Notice to Directors and Executive Officers
     Albertson’s, Inc. (“Albertsons”) has received notice from the plan administrator of the Albertsons Savings & Retirement Estates (the “401(k) Plan”) that activity in the Albertsons Stock Fund under the 401(k) Plan will be closed for participant transactions from the close of business on May 31, 2006 until (but not including) June 7, 2006. During this “blackout period,” participants in the Plan will not be able to direct money into or out of the Albertsons stock fund under the Plan or its replacement, the Supervalu stock fund (together, the “Company Stock Fund”). In addition, participants will not be able to request in-kind stock distributions from the Company Stock Fund or take any loans or withdrawals from the 401(k) Plan account involving Albertsons or Supervalu stock. This suspension is necessary in order for the 401(k) Plan’s recordkeeper, Fidelity Investments, to clear all pending trades, determine all final share balances, and process the exchange of Albertsons securities for SUPERVALU INC. (“Supervalu”) securities pursuant to the Agreement and Plan of Merger, dated as of January 22, 2006, by and among Albertsons, New Aloha Corporation, New Diamond Sub, Inc., Supervalu and Emerald Acquisition Sub, Inc. (the “Merger Agreement”).
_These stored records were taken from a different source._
//! Normalized git notification types.

use serde::{Deserialize, Serialize};

/// Titles longer than this many characters are cut and suffixed with `...`.
pub const MAX_TITLE_CHARS: usize = 48;

/// Commit identifiers are shortened to this many characters.
pub const SHORT_COMMIT_ID_CHARS: usize = 7;

/// Kind of a git notification.
#[derive(Debug, Clone, Copy, PartialEq, Eq, Hash, Serialize, Deserialize)]
#[serde(rename_all = "snake_case")]
pub enum NotificationKind {
    /// A new issue was opened
    NewIssue,
    /// An issue was closed
    ClosedIssue,
    /// A closed issue was opened again
    ReopenedIssue,
    /// A new comment was added to an issue
    NewIssueComment,
    /// A new pull request was opened
    NewPullRequest,
    /// A pull request was closed
    ClosedPullRequest,
    /// A closed pull request was opened again
    ReopenedPullRequest,
    /// Commits were pushed
    Push,
}

impl NotificationKind {
    /// Get a short, stable name for logging.
    #[must_use]
    pub const fn as_str(&self) -> &'static str {
        match self {
            Self::NewIssue => "new_issue",
            Self::ClosedIssue => "closed_issue",
            Self::ReopenedIssue => "reopened_issue",
            Self::NewIssueComment => "new_issue_comment",
            Self::NewPullRequest => "new_pull_request",
            Self::ClosedPullRequest => "closed_pull_request",
            Self::ReopenedPullRequest => "reopened_pull_request",
            Self::Push => "push",
        }
    }
}

/// A provider-agnostic git notification.
#[derive(Debug, Clone, PartialEq, Eq, Serialize, Deserialize)]
pub struct Notification {
    /// What happened
    #[serde(rename = "type")]
    pub kind: NotificationKind,
    /// Repository in `owner/name` form
    #[serde(default, skip_serializing_if = "Option::is_none")]
    pub repository: Option<String>,
    /// Issue or pull request number
    #[serde(default, skip_serializing_if = "Option::is_none")]
    pub number: Option<u64>,
    /// Display title, already truncated
    #[serde(default, skip_serializing_if = "Option::is_none")]
    pub title: Option<String>,
    /// Link to the subject in the provider's web UI
    #[serde(default, skip_serializing_if = "Option::is_none")]
    pub url: Option<String>,
}

impl Notification {
    /// Create a notification of the given kind with no details.
    #[must_use]
    pub const fn new(kind: NotificationKind) -> Self {
        Self {
            kind,
            repository: None,
            number: None,
            title: None,
            url: None,
        }
    }

    /// Set the repository, ignoring blank values.
    #[must_use]
    pub fn with_repository(mut self, repository: Option<String>) -> Self {
        self.repository = non_blank(repository);
        self
    }

    /// Set the issue or pull request number.
    #[must_use]
    pub const fn with_number(mut self, number: Option<u64>) -> Self {
        self.number = number;
        self
    }

    /// Set the title, truncating it for display.
    #[must_use]
    pub fn with_title(mut self, title: Option<&str>) -> Self {
        self.title = title.map(truncate_title).filter(|t| !t.is_empty());
        self
    }

    /// Set a title that has already been formatted for display.
    #[must_use]
    pub fn with_display_title(mut self, title: Option<String>) -> Self {
        self.title = non_blank(title);
        self
    }

    /// Set the URL, ignoring blank values.
    #[must_use]
    pub fn with_url(mut self, url: Option<String>) -> Self {
        self.url = non_blank(url);
        self
    }

    /// Render the `#12 'Title'` fragment used in messages.
    ///
    /// Returns an empty string when neither number nor title is known,
    /// otherwise the fragment prefixed with a single space.
    #[must_use]
    pub fn subject_suffix(&self) -> String {
        let mut parts = Vec::with_capacity(2);
        if let Some(number) = self.number {
            parts.push(format!("#{number}"));
        }
        if let Some(title) = self.title.as_deref().filter(|t| !t.is_empty()) {
            parts.push(format!("'{title}'"));
        }

        if parts.is_empty() {
            String::new()
        } else {
            format!(" {}", parts.join(" "))
        }
    }

    /// Compose the human-readable message for this notification.
    #[must_use]
    pub fn message(&self) -> String {
        let subject = self.subject_suffix();
        let repository = self.repository.as_deref().filter(|r| !r.is_empty());

        match (self.kind, repository) {
            (NotificationKind::NewIssue, Some(repo)) => {
                format!("New issue{subject} opened in '{repo}'!")
            }
            (NotificationKind::NewIssue, None) => format!("New issue opened{subject}!"),
            (NotificationKind::ClosedIssue, Some(repo)) => {
                format!("Issue{subject} closed in '{repo}'!")
            }
            (NotificationKind::ClosedIssue, None) => format!("Issue{subject} closed!"),
            (NotificationKind::ReopenedIssue, Some(repo)) => {
                format!("Issue{subject} has been re-opened in '{repo}'!")
            }
            (NotificationKind::ReopenedIssue, None) => {
                format!("Issue{subject} has been re-opened!")
            }
            (NotificationKind::NewIssueComment, Some(repo)) => {
                format!("New comment in issue{subject} of '{repo}'!")
            }
            (NotificationKind::NewIssueComment, None) => {
                format!("New comment in issue{subject}!")
            }
            (NotificationKind::NewPullRequest, Some(repo)) => {
                format!("New pull request{subject} in '{repo}'!")
            }
            (NotificationKind::NewPullRequest, None) => {
                format!("New pull request opened{subject}!")
            }
            (NotificationKind::ClosedPullRequest, Some(repo)) => {
                format!("Pull request{subject} closed in '{repo}'!")
            }
            (NotificationKind::ClosedPullRequest, None) => {
                format!("Pull request{subject} closed!")
            }
            (NotificationKind::ReopenedPullRequest, Some(repo)) => {
                format!("Pull request{subject} has been re-opened in '{repo}'!")
            }
            (NotificationKind::ReopenedPullRequest, None) => {
                format!("Pull request{subject} has been re-opened!")
            }
            (NotificationKind::Push, Some(repo)) => format!("New push{subject} to '{repo}'!"),
            (NotificationKind::Push, None) => format!("New push{subject}!"),
        }
    }

    /// Actions to offer alongside this notification.
    ///
    /// `Open` and `ShowUrl` are only offered when a URL is known; `Dismiss`
    /// is always the last entry.
    #[must_use]
    pub fn suggested_actions(&self) -> Vec<SuggestedAction> {
        let mut actions = vec![];
        if let Some(url) = self.url.as_deref().filter(|u| !u.is_empty()) {
            actions.push(SuggestedAction::Open(url.to_string()));
            actions.push(SuggestedAction::ShowUrl(url.to_string()));
        }
        actions.push(SuggestedAction::Dismiss);
        actions
    }
}

/// A notification together with the watcher that produced it.
#[derive(Debug, Clone, PartialEq, Eq, Serialize, Deserialize)]
pub struct NotifyEvent {
    /// Display name of the emitting watcher (e.g. `GitHub`)
    pub source: String,
    /// The normalized notification
    pub notification: Notification,
}

impl NotifyEvent {
    /// Wrap a notification with its source.
    #[must_use]
    pub fn new(source: impl Into<String>, notification: Notification) -> Self {
        Self {
            source: source.into(),
            notification,
        }
    }

    /// The message prefixed with the source, e.g. `[GitHub] New issue ...`.
    #[must_use]
    pub fn display_message(&self) -> String {
        format!("[{}] {}", self.source, self.notification.message())
            .trim()
            .to_string()
    }
}

/// Something the user may do with a notification.
#[derive(Debug, Clone, PartialEq, Eq, Serialize, Deserialize)]
#[serde(tag = "action", content = "url", rename_all = "snake_case")]
pub enum SuggestedAction {
    /// Open the URL in a browser
    Open(String),
    /// Display the URL
    ShowUrl(String),
    /// Close the notification
    Dismiss,
}

impl SuggestedAction {
    /// Label shown to the user.
    #[must_use]
    pub const fn label(&self) -> &'static str {
        match self {
            Self::Open(_) => "Open",
            Self::ShowUrl(_) => "Show URL",
            Self::Dismiss => "Close",
        }
    }
}

/// Truncate a title for display.
///
/// Titles are trimmed first. Anything longer than [`MAX_TITLE_CHARS`]
/// characters is cut, trailing whitespace of the cut is removed, and `...`
/// is appended.
#[must_use]
pub fn truncate_title(title: &str) -> String {
    let title = title.trim();
    if title.chars().count() <= MAX_TITLE_CHARS {
        return title.to_string();
    }

    let cut: String = title.chars().take(MAX_TITLE_CHARS).collect();
    let cut = cut.trim_end();
    if cut.is_empty() {
        String::new()
    } else {
        format!("{cut}...")
    }
}

/// Build the display title of a pushed commit.
///
/// Produces `"<message> (<short-id>)"`, just the short id when there is no
/// message, or just the message when there is no id.
#[must_use]
pub fn commit_title(message: Option<&str>, id: Option<&str>) -> Option<String> {
    let message = truncate_title(message.unwrap_or_default());
    let id: String = id
        .unwrap_or_default()
        .trim()
        .chars()
        .take(SHORT_COMMIT_ID_CHARS)
        .collect();

    match (message.is_empty(), id.is_empty()) {
        (true, true) => None,
        (true, false) => Some(id),
        (false, true) => Some(message),
        (false, false) => Some(format!("{message} ({id})")),
    }
}

fn non_blank(value: Option<String>) -> Option<String> {
    value
        .map(|v| v.trim().to_string())
        .filter(|v| !v.is_empty())
}

#[cfg(test)]
mod tests {
    use super::*;

    #[test]
    fn test_truncate_title_long() {
        let title = "a".repeat(60);
        let truncated = truncate_title(&title);
        assert_eq!(truncated, format!("{}...", "a".repeat(48)));
    }

    #[test]
    fn test_truncate_title_exact_limit() {
        let title = "b".repeat(48);
        assert_eq!(truncate_title(&title), title);
    }

    #[test]
    fn test_truncate_title_counts_chars_not_bytes() {
        let title = "ä".repeat(48);
        assert_eq!(truncate_title(&title), title);
    }

    #[test]
    fn test_commit_title_formats() {
        assert_eq!(
            commit_title(Some("Fix build"), Some("0123456789abcdef")),
            Some("Fix build (0123456)".to_string())
        );
        assert_eq!(
            commit_title(None, Some("0123456789abcdef")),
            Some("0123456".to_string())
        );
        assert_eq!(commit_title(Some("  "), None), None);
    }

    #[test]
    fn test_message_with_repository() {
        let notification = Notification::new(NotificationKind::NewIssue)
            .with_repository(Some("octo/repo".to_string()))
            .with_number(Some(12))
            .with_title(Some("Crash on start"));

        assert_eq!(
            notification.message(),
            "New issue #12 'Crash on start' opened in 'octo/repo'!"
        );
    }

    #[test]
    fn test_message_without_repository() {
        let notification =
            Notification::new(NotificationKind::ClosedPullRequest).with_number(Some(3));
        assert_eq!(notification.message(), "Pull request #3 closed!");
    }

    #[test]
    fn test_suggested_actions() {
        let without_url = Notification::new(NotificationKind::Push);
        assert_eq!(without_url.suggested_actions(), vec![SuggestedAction::Dismiss]);

        let with_url = Notification::new(NotificationKind::Push)
            .with_url(Some("https://example.com/c/1".to_string()));
        assert_eq!(
            with_url.suggested_actions(),
            vec![
                SuggestedAction::Open("https://example.com/c/1".to_string()),
                SuggestedAction::ShowUrl("https://example.com/c/1".to_string()),
                SuggestedAction::Dismiss,
            ]
        );
    }

    #[test]
    fn test_display_message_prefix() {
        let event = NotifyEvent::new("GitLab", Notification::new(NotificationKind::Push));
        assert_eq!(event.display_message(), "[GitLab] New push!");
    }
}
     This notice is intended to inform you that, pursuant to Section 306 of the Sarbanes-Oxley Act of 2002, during the blackout period you will be unable to trade in Albertsons or Supervalu common stock (or related securities). Please note that this restriction will not apply to certain trading activities, including (i) the exchange of Albertsons securities for Supervalu securities pursuant to the Merger Agreement, (ii) any purchases and sales made pursuant to certain written plans satisfying the conditions of Rule 10b5-1(c) under the Securities Exchange Act of 1934, as amended, or (iii) dividend reinvestments.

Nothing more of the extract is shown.